Los descubrimientos mágicos, decía, tienen mucho que ver con las cajas altas y con todo aquello que busca resaltarse en el texto. Y, por lo tanto, los personajes —casi indefectiblemente alter ego de los autores— tienden a estar a la altura de las circunstancias: son ellos los que transitan el espacio del conocimiento y la revelación, quienes tienen para contar tantas cosas que, imaginan, no han sido contadas antes.

Acá se da una particularidad: por un lado, el autor quiere destacar su saber, quiere que el lector acceda a este conocimiento, que comparta su revelación; por el otro, lo quiere hacer de manera solapada, quiere que este saber quede envuelto en cierto tipo de intriga, que el lector tenga que trabajar para develar el mensaje, tal vez como contrapartida al proceso que el mismo autor ha atravesado para acceder a este saber. Y en esta dialéctica pueden complicarse las cosas: por una parte, el trabajo que el lector tendría que hacer le es totalmente allanado en tanto se le evidencia el punto de llegada; por el otro, el proceso permanece críptico al punto, en algunos casos, de ser inextricable. Y estas dos cuestiones están construidas a partir de la escritura: se explican por medios gráficos los resultados, pero se complican los recursos narrativos que deberían llevar a ellos. Imaginamos entonces a un lector que transita ese proceso, con ojos extrañados, tratando de comprender por qué el autor se está tomando el trabajo de hacer tan difícil el camino si la respuesta estará igual, quedará bien evidenciada y no dará lugar a dudas ni ambigüedades reales. Como si tuviéramos en el equipo contrario siete defensores y dos arqueros, que no existieran las tarjetas y nos pudieran martillar las piernas durante los noventa minutos, pero con la certeza de que, antes de que el referee dé el pitido final, tendremos el camino libre para hacer el gol necesario.

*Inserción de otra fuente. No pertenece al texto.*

//! Command-line surface (spec §6). Flag names and defaults are reproduced
//! exactly; see `SPEC_FULL.md` §5 for the DataDog flags this adds beyond
//! the distilled spec.

use std::net::SocketAddr;

use clap::Parser;

#[derive(Debug, Parser)]
#[command(name = "udplog", about = "Structured-log ingestion and fan-out daemon")]
pub struct Cli {
    #[arg(long, default_value = "127.0.0.1")]
    pub udplog_interface: String,
    #[arg(long, default_value_t = 55647)]
    pub udplog_port: u16,

    #[arg(long)]
    pub scribe_host: Option<String>,
    #[arg(long, default_value_t = 1463)]
    pub scribe_port: u16,
    #[arg(long, default_value = "INFO")]
    pub scribe_min_log_level: String,

    #[arg(long)]
    pub rabbitmq_host: Option<String>,
    #[arg(long, default_value_t = 5672)]
    pub rabbitmq_port: u16,
    #[arg(long, default_value = "/")]
    pub rabbitmq_vhost: String,
    #[arg(long, default_value = "logs")]
    pub rabbitmq_exchange: String,
    #[arg(long, default_value_t = 2500)]
    pub rabbitmq_queue_size: usize,
    #[arg(long, default_value = "guest")]
    pub rabbitmq_user: String,
    #[arg(long, default_value = "guest")]
    pub rabbitmq_password: String,

    #[arg(long)]
    pub redis_host: Vec<String>,
    #[arg(long, default_value_t = 6379)]
    pub redis_port: u16,
    #[arg(long)]
    pub redis_key: Option<String>,

    #[arg(long)]
    pub kafka_broker: Vec<String>,
    #[arg(long, default_value = "udplog")]
    pub kafka_topic: String,
    #[arg(long, default_value_t = 2500)]
    pub kafka_buffer_maxsize: usize,
    #[arg(long, default_value_t = 1000)]
    pub kafka_send_every_msg: usize,
    #[arg(long, default_value_t = 5)]
    pub kafka_send_every_sec: u64,

    #[arg(long)]
    pub syslog_interface: Option<String>,
    #[arg(long)]
    pub syslog_port: Option<u16>,
    #[arg(long)]
    pub syslog_unix_socket: Option<String>,
    #[arg(long, default_value = "UTC")]
    pub syslog_timezone: String,

    /// Supplemented beyond the distilled spec: see SPEC_FULL.md §5.
    #[arg(long, env = "DATADOG_API_KEY")]
    pub datadog_api_key: Option<String>,
    #[arg(long, env = "DATADOG_APPLICATION_KEY")]
    pub datadog_application_key: Option<String>,
    #[arg(long, default_value = "datadoghq.com")]
    pub datadog_site: String,
    #[arg(long, default_value_t = 2500)]
    pub datadog_queue_size: usize,

    #[arg(long)]
    pub verbose: bool,
}

impl Cli {
    pub fn native_addr(&self) -> anyhow::Result<SocketAddr> {
        Ok(format!("{}:{}", self.udplog_interface, self.udplog_port).parse()?)
    }

    pub fn syslog_addr(&self) -> anyhow::Result<Option<SocketAddr>> {
        match (&self.syslog_interface, self.syslog_port) {
            (Some(interface), Some(port)) => Ok(Some(format!("{interface}:{port}").parse()?)),
            _ => Ok(None),
        }
    }

    pub fn scribe_addr(&self) -> anyhow::Result<Option<SocketAddr>> {
        match &self.scribe_host {
            Some(host) => Ok(Some(format!("{host}:{}", self.scribe_port).parse()?)),
            None => Ok(None),
        }
    }

    /// Base URI without the vhost path segment; `sinks::rabbitmq::run`
    /// appends the (URL-encoded) vhost itself.
    pub fn rabbitmq_uri(&self) -> Option<String> {
        self.rabbitmq_host.as_ref().map(|host| {
            format!(
                "amqp://{}:{}@{}:{}",
                self.rabbitmq_user, self.rabbitmq_password, host, self.rabbitmq_port
            )
        })
    }

    pub fn redis_addrs(&self) -> Vec<String> {
        self.redis_host
            .iter()
            .map(|host| format!("redis://{host}:{}", self.redis_port))
            .collect()
    }
}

Lo anterior es muy usual en textos primerizos. Hay por lo general una necesidad angustiante de diferenciarse, de ser especiales: algo que seguramente tenga su reflejo en una vida que se presenta extraña y diferente de otras. Quien empieza a escribir, en la mayoría de los casos, no lo hace para relacionarse, sino para salvarse. Y si tiene la sensación de que tiene que salvarse es porque la cosa no está del todo acomodada puertas adentro. Necesita expresar, ser especial, encontrar formas y sentidos a “todo eso que le pasa”; y está muy bien que así sea: como dijo Goethe, Werther se suicida para que no lo haga yo.

El punto es que la literatura termina pasando por otro lado. O al menos la escritura, con seguridad, pasa por otro lado. Un texto no es especial por que descubra una nueva forma de puntuar ni porque utilice mayúsculas explicativas y bastardillas místicas. El viejo y el mar es un relato diáfano, preciso, bien corto, y es inadjetivable.

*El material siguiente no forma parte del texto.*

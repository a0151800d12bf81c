//! DataDog events sink (supplemented from `original_source/udplog/datadog.py`
//! — see `SPEC_FULL.md` §7). Posts each event to the DataDog Events API,
//! routed through a [`BoundedQueue`] since an HTTP endpoint can stall
//! exactly as a TCP one can.

use std::rc::Rc;

use reqwest::Client;
use serde_json::{Map, Value};
use tracing::warn;
use url::Url;

use crate::dispatcher::Dispatcher;
use crate::event::Event;
use crate::queue::BoundedQueue;

pub struct DatadogConfig {
    pub api_key: String,
    pub application_key: Option<String>,
    pub site: String,
    pub queue_size: usize,
}

/// Registers the DataDog sink's Dispatcher consumer. Unlike the TCP-backed
/// sinks, there is no persistent connection to lose, so there's no
/// reconnect loop — the sink is simply always registered once its primary
/// credential (`api-key`) is configured, per spec §6's "any sink whose
/// primary host/broker option is unset is not started" rule.
pub fn run(config: DatadogConfig, dispatcher: &Dispatcher) {
    let client = Rc::new(Client::new());
    let endpoint = Rc::new(build_endpoint(&config.site, &config.api_key, config.application_key.as_deref()));

    let queue: BoundedQueue<Value> = BoundedQueue::new(Some(config.queue_size), {
        let client = client.clone();
        let endpoint = endpoint.clone();
        Rc::new(move |body: Value| {
            let client = client.clone();
            let endpoint = (*endpoint).clone();
            Box::pin(async move { post_event(&client, endpoint, &body).await })
        })
    });

    let consumer = queue.put_fn(|event: &Event| build_event_payload(event));
    dispatcher.register(consumer);
}

async fn post_event(client: &Client, endpoint: Url, body: &Value) -> anyhow::Result<()> {
    let response = client.post(endpoint).json(body).send().await?;
    if !response.status().is_success() {
        anyhow::bail!("datadog events api returned {}", response.status());
    }
    Ok(())
}

fn build_endpoint(site: &str, api_key: &str, application_key: Option<&str>) -> Url {
    let mut url = Url::parse(&format!("https://app.{site}/api/v1/events")).unwrap_or_else(|_| {
        Url::parse("https://app.datadoghq.com/api/v1/events").expect("fallback url is valid")
    });
    url.query_pairs_mut().append_pair("api_key", api_key);
    if let Some(application_key) = application_key {
        url.query_pairs_mut().append_pair("application_key", application_key);
    }
    url
}

/// Fills in the DataDog event payload defaults described in spec §6:
/// `tags`, `title`, `priority`, `text`.
fn build_event_payload(event: &Event) -> Value {
    let mut map: Map<String, Value> = event
        .fields()
        .iter()
        .map(|(k, v)| (k.clone(), v.clone()))
        .collect();

    map.entry("tags").or_insert_with(|| {
        let mut tags: Vec<String> = event
            .fields()
            .iter()
            .filter(|(k, _)| !matches!(k.as_str(), "tags" | "title" | "priority" | "text"))
            .map(|(k, v)| format!("{k}:{}", value_to_tag_string(v)))
            .collect();
        tags.push("emitter:udplog".to_string());
        Value::String(tags.join(","))
    });

    map.entry("title")
        .or_insert_with(|| Value::String(event.category().unwrap_or("default").to_string()));

    map.entry("priority")
        .or_insert_with(|| Value::String("normal".to_string()));

    map.entry("text").or_insert_with(|| {
        event
            .message()
            .map(|m| Value::String(m.to_string()))
            .unwrap_or_else(|| event.to_json())
    });

    Value::Object(map)
}

fn value_to_tag_string(value: &Value) -> String {
    match value {
        Value::String(s) => s.clone(),
        other => other.to_string(),
    }
}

El alemán, como todos saben, utiliza los sustantivos comunes con mayúsculas. Los alemanes, como todos saben, tienden a considerarse los decodificadores —y protectores— de la Verdad: les cabe la idea de que cada cosa que digan sea tan importante como para destacarla —y en tanto trascendencia en la Filosofía y la Literatura, al menos podemos aceptar que tengan sus argumentos—; de hecho, tras distintas cuestiones filológicas, tuvieron que elegir qué hacer con las mayúsculas y entendieron que lo suyo era ponerlas en todos los sustantivos comunes, a contrario sensu del resto de las lenguas.

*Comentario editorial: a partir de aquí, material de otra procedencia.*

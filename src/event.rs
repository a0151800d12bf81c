//! The common event shape and its wire framing.
//!
//! Every ingress normalizes into an [`Event`]; every sink reads one out.
//! Encoding/decoding of the native wire format (`CATEGORY:\t<json>`) lives
//! here alongside the self-describing "send failed" meta-event, since both
//! are properties of the same framing contract.

use std::rc::Rc;

use indexmap::IndexMap;
use serde_json::Value;
use snafu::{OptionExt, Snafu};

/// Datagrams above this many bytes are rejected by [`crate::client::Logger`]
/// and replaced with a meta-event describing the failure.
pub const DEFAULT_MAX_DATAGRAM_SIZE: usize = 8192;

/// Truncation length applied to `original.message` inside a meta-event.
pub const MAX_TRIMMED_MESSAGE_SIZE: usize = 200;

/// The reserved category under which meta-events are emitted.
pub const META_EVENT_CATEGORY: &str = "udplog";

/// A structured log record: a reference-counted, copy-on-write map of field
/// name to JSON value.
///
/// Cloning an `Event` is cheap (an `Rc` bump); mutating a clone via
/// [`Event::fields_mut`] only deep-copies the underlying map the first time
/// it's needed (`Rc::make_mut`), which is how the RabbitMQ and DataDog sinks
/// stringify/augment a private copy without disturbing any other consumer
/// still holding the original.
#[derive(Debug, Clone, PartialEq)]
pub struct Event(Rc<IndexMap<String, Value>>);

impl Event {
    pub fn new() -> Self {
        Event(Rc::new(IndexMap::new()))
    }

    pub fn from_map(map: IndexMap<String, Value>) -> Self {
        Event(Rc::new(map))
    }

    pub fn fields(&self) -> &IndexMap<String, Value> {
        &self.0
    }

    /// Returns a mutable view of the underlying map, cloning it first if any
    /// other `Event` handle shares this record.
    pub fn fields_mut(&mut self) -> &mut IndexMap<String, Value> {
        Rc::make_mut(&mut self.0)
    }

    pub fn get(&self, key: &str) -> Option<&Value> {
        self.0.get(key)
    }

    pub fn get_str(&self, key: &str) -> Option<&str> {
        self.0.get(key).and_then(Value::as_str)
    }

    /// Inserts a value, falling back to the value's debug rendering when it
    /// cannot be represented as JSON outright (the encoder's "best-effort"
    /// fallback from spec §4.A).
    pub fn insert(&mut self, key: impl Into<String>, value: impl Into<Value>) {
        self.fields_mut().insert(key.into(), value.into());
    }

    pub fn category(&self) -> Option<&str> {
        self.get_str("category")
    }

    pub fn set_category(&mut self, category: impl Into<String>) {
        self.insert("category", Value::String(category.into()));
    }

    pub fn timestamp(&self) -> Option<f64> {
        self.get("timestamp").and_then(Value::as_f64)
    }

    pub fn set_timestamp(&mut self, timestamp: f64) {
        self.insert("timestamp", timestamp);
    }

    pub fn log_level(&self) -> Option<&str> {
        self.get_str("logLevel")
    }

    pub fn message(&self) -> Option<&str> {
        self.get_str("message")
    }

    /// Serializes the event to a JSON object, omitting `category` — this is
    /// the payload shape the Scribe sink sends (category becomes the Scribe
    /// entry category instead of a field) and the wire body every other sink
    /// sends is the full object including `category`.
    pub fn to_json_without_category(&self) -> Value {
        let mut map = self.0.as_ref().clone();
        map.shift_remove("category");
        Value::Object(map.into_iter().collect())
    }

    pub fn to_json(&self) -> Value {
        Value::Object(self.0.as_ref().clone().into_iter().collect())
    }
}

impl Default for Event {
    fn default() -> Self {
        Event::new()
    }
}

/// Errors from decoding a native-format datagram (spec §4.A).
#[derive(Debug, Snafu, PartialEq)]
pub enum DecodeError {
    #[snafu(display("datagram has no category separator"))]
    MalformedFrame,
    #[snafu(display("category payload is not valid JSON: {source}"))]
    MalformedJson { source: MalformedJsonError },
    #[snafu(display("decoded JSON is not an object"))]
    NotAnObject,
}

/// Wraps `serde_json::Error` so it can implement `PartialEq` for tests
/// (the upstream type doesn't).
#[derive(Debug)]
pub struct MalformedJsonError(pub String);

impl std::fmt::Display for MalformedJsonError {
    fn fmt(&self, f: &mut std::fmt::Formatter<'_>) -> std::fmt::Result {
        write!(f, "{}", self.0)
    }
}

impl std::error::Error for MalformedJsonError {}

impl PartialEq for MalformedJsonError {
    fn eq(&self, other: &Self) -> bool {
        self.0 == other.0
    }
}

/// Encodes an event to the native wire frame `CATEGORY:\t<json>`.
///
/// `category` falls back to the empty string if the event has none set.
pub fn encode(event: &Event) -> Vec<u8> {
    let category = event.category().unwrap_or_default();
    let json = serde_json::to_vec(&event.to_json()).unwrap_or_else(|_| b"{}".to_vec());
    let mut out = Vec::with_capacity(category.len() + 2 + json.len());
    out.extend_from_slice(category.as_bytes());
    out.extend_from_slice(b":\t");
    out.extend_from_slice(&json);
    out
}

/// Decodes a native wire frame into an [`Event`], per spec §4.A: split on
/// the first colon, left side is the category, right side must parse as a
/// JSON object.
pub fn decode(frame: &[u8]) -> Result<Event, DecodeError> {
    let text = String::from_utf8_lossy(frame);
    let text = text.trim_end();
    let colon = text.find(':').context(MalformedFrameSnafu)?;
    let (category, rest) = text.split_at(colon);
    let payload = rest[1..].trim_start_matches('\t').trim_start();

    let value: Value = serde_json::from_str(payload).map_err(|e| DecodeError::MalformedJson {
        source: MalformedJsonError(e.to_string()),
    })?;
    let Value::Object(map) = value else {
        return NotAnObjectSnafu.fail();
    };

    let mut event = Event::from_map(map.into_iter().collect());
    event.set_category(category.to_string());
    Ok(event)
}

/// Builds the self-describing meta-event emitted when a datagram could not
/// be sent (oversize or transport failure), per spec §4.A.
pub fn build_meta_event(original: &Event, original_size: usize, reason: &str) -> Event {
    let mut meta = Event::new();
    meta.set_category(META_EVENT_CATEGORY);
    meta.insert("logLevel", "WARNING");
    meta.insert("excType", "OversizeDatagram");
    meta.insert("excValue", reason.to_string());
    meta.insert("excText", reason.to_string());
    meta.insert("original_size", original_size as u64);

    let mut inner = IndexMap::new();
    if let Some(category) = original.category() {
        inner.insert("category".to_string(), Value::String(category.to_string()));
    }
    if let Some(ts) = original.timestamp() {
        inner.insert("timestamp".to_string(), serde_json::json!(ts));
    }
    if let Some(message) = original.message() {
        inner.insert("message".to_string(), Value::String(trim_message(message)));
    }
    for key in [
        "logLevel", "logName", "excText", "excType", "excValue", "lineno", "filename", "funcName",
    ] {
        if let Some(v) = original.get(key) {
            inner.insert(key.to_string(), v.clone());
        }
    }
    meta.insert("original", Value::Object(inner.into_iter().collect()));
    meta
}

fn trim_message(message: &str) -> String {
    if message.chars().count() <= MAX_TRIMMED_MESSAGE_SIZE {
        message.to_string()
    } else {
        let truncated: String = message.chars().take(MAX_TRIMMED_MESSAGE_SIZE).collect();
        format!("{truncated}[..]")
    }
}

#[cfg(test)]
mod tests {
    use super::*;

    #[test]
    fn decodes_well_formed_native_frame() {
        let event = decode(b"test_category:\t{\"key\":\"value\"}").unwrap();
        assert_eq!(event.category(), Some("test_category"));
        assert_eq!(event.get_str("key"), Some("value"));
    }

    #[test]
    fn rejects_frame_without_colon() {
        assert_eq!(decode(b"no colon here"), Err(DecodeError::MalformedFrame));
    }

    #[test]
    fn rejects_non_object_json() {
        assert_eq!(decode(b"cat:\t[1,2,3]"), Err(DecodeError::NotAnObject));
    }

    #[test]
    fn rejects_malformed_json() {
        assert!(matches!(
            decode(b"cat:\t{not json}"),
            Err(DecodeError::MalformedJson { .. })
        ));
    }

    #[test]
    fn meta_event_trims_long_message() {
        let mut original = Event::new();
        original.set_category("app");
        original.insert("message", "x".repeat(500));
        let meta = build_meta_event(&original, 9000, "datagram too large");
        assert_eq!(meta.category(), Some(META_EVENT_CATEGORY));
        assert_eq!(meta.log_level(), Some("WARNING"));
        assert_eq!(meta.get("original_size").and_then(Value::as_u64), Some(9000));
        let original_field = meta.get("original").unwrap();
        let message = original_field.get("message").unwrap().as_str().unwrap();
        assert_eq!(message.chars().count(), MAX_TRIMMED_MESSAGE_SIZE + 4);
        assert!(message.ends_with("[..]"));
    }

    #[test]
    fn meta_event_does_not_trim_short_message() {
        let mut original = Event::new();
        original.insert("message", "hello");
        let meta = build_meta_event(&original, 10, "boom");
        let original_field = meta.get("original").unwrap();
        assert_eq!(
            original_field.get("message").unwrap().as_str(),
            Some("hello")
        );
    }
}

Pero esas son otras cuestiones, muy distinto de lo que pretende esta columna. El ojo del lector no se prende fuego por una palabra resaltada, sino por una palabra bien puesta. Creo que para escribir primero hay que saber contar que un personaje baja por el ascensor, sale a la calle, estira el brazo y toma un taxi —solo con una mayúscula inicial—. Después viene el resto, y ahí hay que escribir y ya, confiar en uno sin soñar con que lo persiguen, con que va a resolverle la vida a nadie, con que tiene siquiera resuelta la suya, o que eso que escribe merezca o no ser publicado.